How to complete this task: Each record below should be printed exactly as it was written.

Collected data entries
=-=-=-=-=

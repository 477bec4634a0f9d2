//! `ClusterQuery` backed by the `kubectl` CLI.

use super::path_finder::{find_kubectl, KUBECTL};
use super::{ClusterQuery, Container, Pod};
use crate::{DetectOptions, DetectionError};
use async_trait::async_trait;
use serde::de::DeserializeOwned;
use serde::Deserialize;
use std::path::{Path, PathBuf};
use std::process::Stdio;
use std::time::Duration;
use tokio::process::Command;
use tokio::time::timeout;
use tokio_util::sync::CancellationToken;
use tracing::{debug, warn};

/// Default timeout for a single kubectl invocation.
const DEFAULT_QUERY_TIMEOUT: Duration = Duration::from_secs(30);

/// Cluster access through `kubectl get ... -o=json`.
///
/// Each query spawns one `kubectl` process. The process is killed if the
/// query is cancelled or times out.
///
/// # Example
///
/// ```rust,no_run
/// use kube_ext_discovery::{ClusterQuery, CancellationToken, KubectlClient};
/// use std::time::Duration;
///
/// #[tokio::main(flavor = "current_thread")]
/// async fn main() {
///     let client = KubectlClient::new("kubectl")
///         .with_context("staging")
///         .with_timeout(Duration::from_secs(10));
///     let namespaces = client.list_namespaces(&CancellationToken::new()).await;
///     println!("{:?}", namespaces);
/// }
/// ```
#[derive(Debug, Clone)]
pub struct KubectlClient {
    program: PathBuf,
    context: Option<String>,
    timeout: Duration,
}

#[derive(Debug, Deserialize)]
struct List<T> {
    #[serde(default = "Vec::new")]
    items: Vec<T>,
}

#[derive(Debug, Deserialize)]
struct Metadata {
    name: String,
    #[serde(default)]
    namespace: String,
}

#[derive(Debug, Deserialize)]
struct NamespaceItem {
    metadata: Metadata,
}

#[derive(Debug, Deserialize)]
struct PodItem {
    metadata: Metadata,
    #[serde(default)]
    spec: PodSpec,
}

#[derive(Debug, Default, Deserialize)]
struct PodSpec {
    #[serde(default)]
    containers: Vec<Container>,
}

impl KubectlClient {
    /// Client running the given `kubectl` binary with default settings.
    pub fn new(program: impl Into<PathBuf>) -> Self {
        Self {
            program: program.into(),
            context: None,
            timeout: DEFAULT_QUERY_TIMEOUT,
        }
    }

    /// Client configured from detection options.
    ///
    /// Without an explicit `kubectl` path the binary is looked up on `PATH`
    /// and in common install locations. If that fails the bare name is kept,
    /// so every query fails with a `QueryFailed` error that ends up in the
    /// report.
    pub fn from_options(options: &DetectOptions) -> Self {
        let program = options.kubectl.clone().unwrap_or_else(|| {
            find_kubectl().unwrap_or_else(|| {
                warn!("kubectl not found in PATH or common install locations");
                PathBuf::from(KUBECTL)
            })
        });
        let mut client = Self::new(program).with_timeout(options.query_timeout);
        client.context = options.kube_context.clone();
        client
    }

    /// Target a specific kubeconfig context.
    pub fn with_context(mut self, context: impl Into<String>) -> Self {
        self.context = Some(context.into());
        self
    }

    /// Bound each kubectl invocation by `timeout`.
    pub fn with_timeout(mut self, timeout: Duration) -> Self {
        self.timeout = timeout;
        self
    }

    /// Path of the `kubectl` binary this client runs.
    pub fn program(&self) -> &Path {
        &self.program
    }

    async fn run(&self, cancel: &CancellationToken, args: &[&str]) -> Result<Vec<u8>, DetectionError> {
        let mut command = Command::new(&self.program);
        if let Some(context) = &self.context {
            command.arg("--context").arg(context);
        }
        command
            .args(args)
            .kill_on_drop(true)
            .stdin(Stdio::null())
            .stdout(Stdio::piped())
            .stderr(Stdio::piped());

        debug!(program = %self.program.display(), ?args, "running kubectl");
        let output = tokio::select! {
            biased;
            _ = cancel.cancelled() => return Err(DetectionError::Cancelled),
            result = timeout(self.timeout, command.output()) => result
                .map_err(|_| {
                    DetectionError::query_failed(format!(
                        "kubectl {} timed out after {:?}",
                        args.join(" "),
                        self.timeout
                    ))
                })?
                .map_err(|e| {
                    DetectionError::query_failed(format!(
                        "failed to run {}: {}",
                        self.program.display(),
                        e
                    ))
                })?,
        };

        if !output.status.success() {
            let mut combined = String::from_utf8_lossy(&output.stdout).into_owned();
            combined.push_str(&String::from_utf8_lossy(&output.stderr));
            return Err(DetectionError::query_failed(format!(
                "kubectl command failed ({}). output={}",
                output.status,
                combined.trim()
            )));
        }
        Ok(output.stdout)
    }
}

fn decode<T: DeserializeOwned>(bytes: &[u8]) -> Result<List<T>, DetectionError> {
    serde_json::from_slice(bytes).map_err(|e| DetectionError::decode_failed(e.to_string()))
}

fn decode_namespaces(bytes: &[u8]) -> Result<Vec<String>, DetectionError> {
    let list: List<NamespaceItem> = decode(bytes)?;
    Ok(list.items.into_iter().map(|item| item.metadata.name).collect())
}

fn decode_pods(bytes: &[u8]) -> Result<Vec<Pod>, DetectionError> {
    let list: List<PodItem> = decode(bytes)?;
    Ok(list
        .items
        .into_iter()
        .map(|item| Pod {
            namespace: item.metadata.namespace,
            name: item.metadata.name,
            containers: item.spec.containers,
        })
        .collect())
}

#[async_trait]
impl ClusterQuery for KubectlClient {
    async fn list_namespaces(&self, cancel: &CancellationToken) -> Result<Vec<String>, DetectionError> {
        let stdout = self.run(cancel, &["get", "namespaces", "-o=json"]).await?;
        decode_namespaces(&stdout)
    }

    async fn list_pods(&self, cancel: &CancellationToken) -> Result<Vec<Pod>, DetectionError> {
        let stdout = self
            .run(cancel, &["get", "pods", "--all-namespaces", "-o=json"])
            .await?;
        decode_pods(&stdout)
    }
}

=-=-=-=-=

Result of this exercise:
repository 477bec4634a0f9d2
//! `ClusterQuery` backed by the `kubectl` CLI.

use super::path_finder::{find_kubectl, KUBECTL};
use super::{ClusterQuery, Container, Pod};
use crate::{DetectOptions, DetectionError};
use async_trait::async_trait;
use serde::de::DeserializeOwned;
use serde::Deserialize;
use std::path::{Path, PathBuf};
use std::process::Stdio;
use std::time::Duration;
use tokio::process::Command;
use tokio::time::timeout;
use tokio_util::sync::CancellationToken;
use tracing::{debug, warn};

/// Default timeout for a single kubectl invocation.
const DEFAULT_QUERY_TIMEOUT: Duration = Duration::from_secs(30);

/// Cluster access through `kubectl get ... -o=json`.
///
/// Each query spawns one `kubectl` process. The process is killed if the
/// query is cancelled or times out.
///
/// # Example
///
/// ```rust,no_run
/// use kube_ext_discovery::{ClusterQuery, CancellationToken, KubectlClient};
/// use std::time::Duration;
///
/// #[tokio::main(flavor = "current_thread")]
/// async fn main() {
///     let client = KubectlClient::new("kubectl")
///         .with_context("staging")
///         .with_timeout(Duration::from_secs(10));
///     let namespaces = client.list_namespaces(&CancellationToken::new()).await;
///     println!("{:?}", namespaces);
/// }
/// ```
#[derive(Debug, Clone)]
pub struct KubectlClient {
    program: PathBuf,
    context: Option<String>,
    timeout: Duration,
}

#[derive(Debug, Deserialize)]
struct List<T> {
    #[serde(default = "Vec::new")]
    items: Vec<T>,
}

#[derive(Debug, Deserialize)]
struct Metadata {
    name: String,
    #[serde(default)]
    namespace: String,
}

#[derive(Debug, Deserialize)]
struct NamespaceItem {
    metadata: Metadata,
}

#[derive(Debug, Deserialize)]
struct PodItem {
    metadata: Metadata,
    #[serde(default)]
    spec: PodSpec,
}

#[derive(Debug, Default, Deserialize)]
struct PodSpec {
    #[serde(default)]
    containers: Vec<Container>,
}

impl KubectlClient {
    /// Client running the given `kubectl` binary with default settings.
    pub fn new(program: impl Into<PathBuf>) -> Self {
        Self {
            program: program.into(),
            context: None,
            timeout: DEFAULT_QUERY_TIMEOUT,
        }
    }

    /// Client configured from detection options.
    ///
    /// Without an explicit `kubectl` path the binary is looked up on `PATH`
    /// and in common install locations. If that fails the bare name is kept,
    /// so every query fails with a `QueryFailed` error that ends up in the
    /// report.
    pub fn from_options(options: &DetectOptions) -> Self {
        let program = options.kubectl.clone().unwrap_or_else(|| {
            find_kubectl().unwrap_or_else(|| {
                warn!("kubectl not found in PATH or common install locations");
                PathBuf::from(KUBECTL)
            })
        });
        let mut client = Self::new(program).with_timeout(options.query_timeout);
        client.context = options.kube_context.clone();
        client
    }

    /// Target a specific kubeconfig context.
    pub fn with_context(mut self, context: impl Into<String>) -> Self {
        self.context = Some(context.into());
        self
    }

    /// Bound each kubectl invocation by `timeout`.
    pub fn with_timeout(mut self, timeout: Duration) -> Self {
        self.timeout = timeout;
        self
    }

    /// Path of the `kubectl` binary this client runs.
    pub fn program(&self) -> &Path {
        &self.program
    }

    async fn run(&self, cancel: &CancellationToken, args: &[&str]) -> Result<Vec<u8>, DetectionError> {
        let mut command = Command::new(&self.program);
        if let Some(context) = &self.context {
            command.arg("--context").arg(context);
        }
        command
            .args(args)
            .kill_on_drop(true)
            .stdin(Stdio::null())
            .stdout(Stdio::piped())
            .stderr(Stdio::piped());

        debug!(program = %self.program.display(), ?args, "running kubectl");
        let output = tokio::select! {
            biased;
            _ = cancel.cancelled() => return Err(DetectionError::Cancelled),
            result = timeout(self.timeout, command.output()) => result
                .map_err(|_| {
                    DetectionError::query_failed(format!(
                        "kubectl {} timed out after {:?}",
                        args.join(" "),
                        self.timeout
                    ))
                })?
                .map_err(|e| {
                    DetectionError::query_failed(format!(
                        "failed to run {}: {}",
                        self.program.display(),
                        e
                    ))
                })?,
        };

        if !output.status.success() {
            let mut combined = String::from_utf8_lossy(&output.stdout).into_owned();
            combined.push_str(&String::from_utf8_lossy(&output.stderr));
            return Err(DetectionError::query_failed(format!(
                "kubectl command failed ({}). output={}",
                output.status,
                combined.trim()
            )));
        }
        Ok(output.stdout)
    }
}

fn decode<T: DeserializeOwned>(bytes: &[u8]) -> Result<List<T>, DetectionError> {
    serde_json::from_slice(bytes).map_err(|e| DetectionError::decode_failed(e.to_string()))
}

fn decode_namespaces(bytes: &[u8]) -> Result<Vec<String>, DetectionError> {
    let list: List<NamespaceItem> = decode(bytes)?;
    Ok(list.items.into_iter().map(|item| item.metadata.name).collect())
}

fn decode_pods(bytes: &[u8]) -> Result<Vec<Pod>, DetectionError> {
    let list: List<PodItem> = decode(bytes)?;
    Ok(list
        .items
        .into_iter()
        .map(|item| Pod {
            namespace: item.metadata.namespace,
            name: item.metadata.name,
            containers: item.spec.containers,
        })
        .collect())
}

#[async_trait]
impl ClusterQuery for KubectlClient {
    async fn list_namespaces(&self, cancel: &CancellationToken) -> Result<Vec<String>, DetectionError> {
        let stdout = self.run(cancel, &["get", "namespaces", "-o=json"]).await?;
        decode_namespaces(&stdout)
    }

    async fn list_pods(&self, cancel: &CancellationToken) -> Result<Vec<Pod>, DetectionError> {
        let stdout = self
            .run(cancel, &["get", "pods", "--all-namespaces", "-o=json"])
            .await?;
        decode_pods(&stdout)
    }
}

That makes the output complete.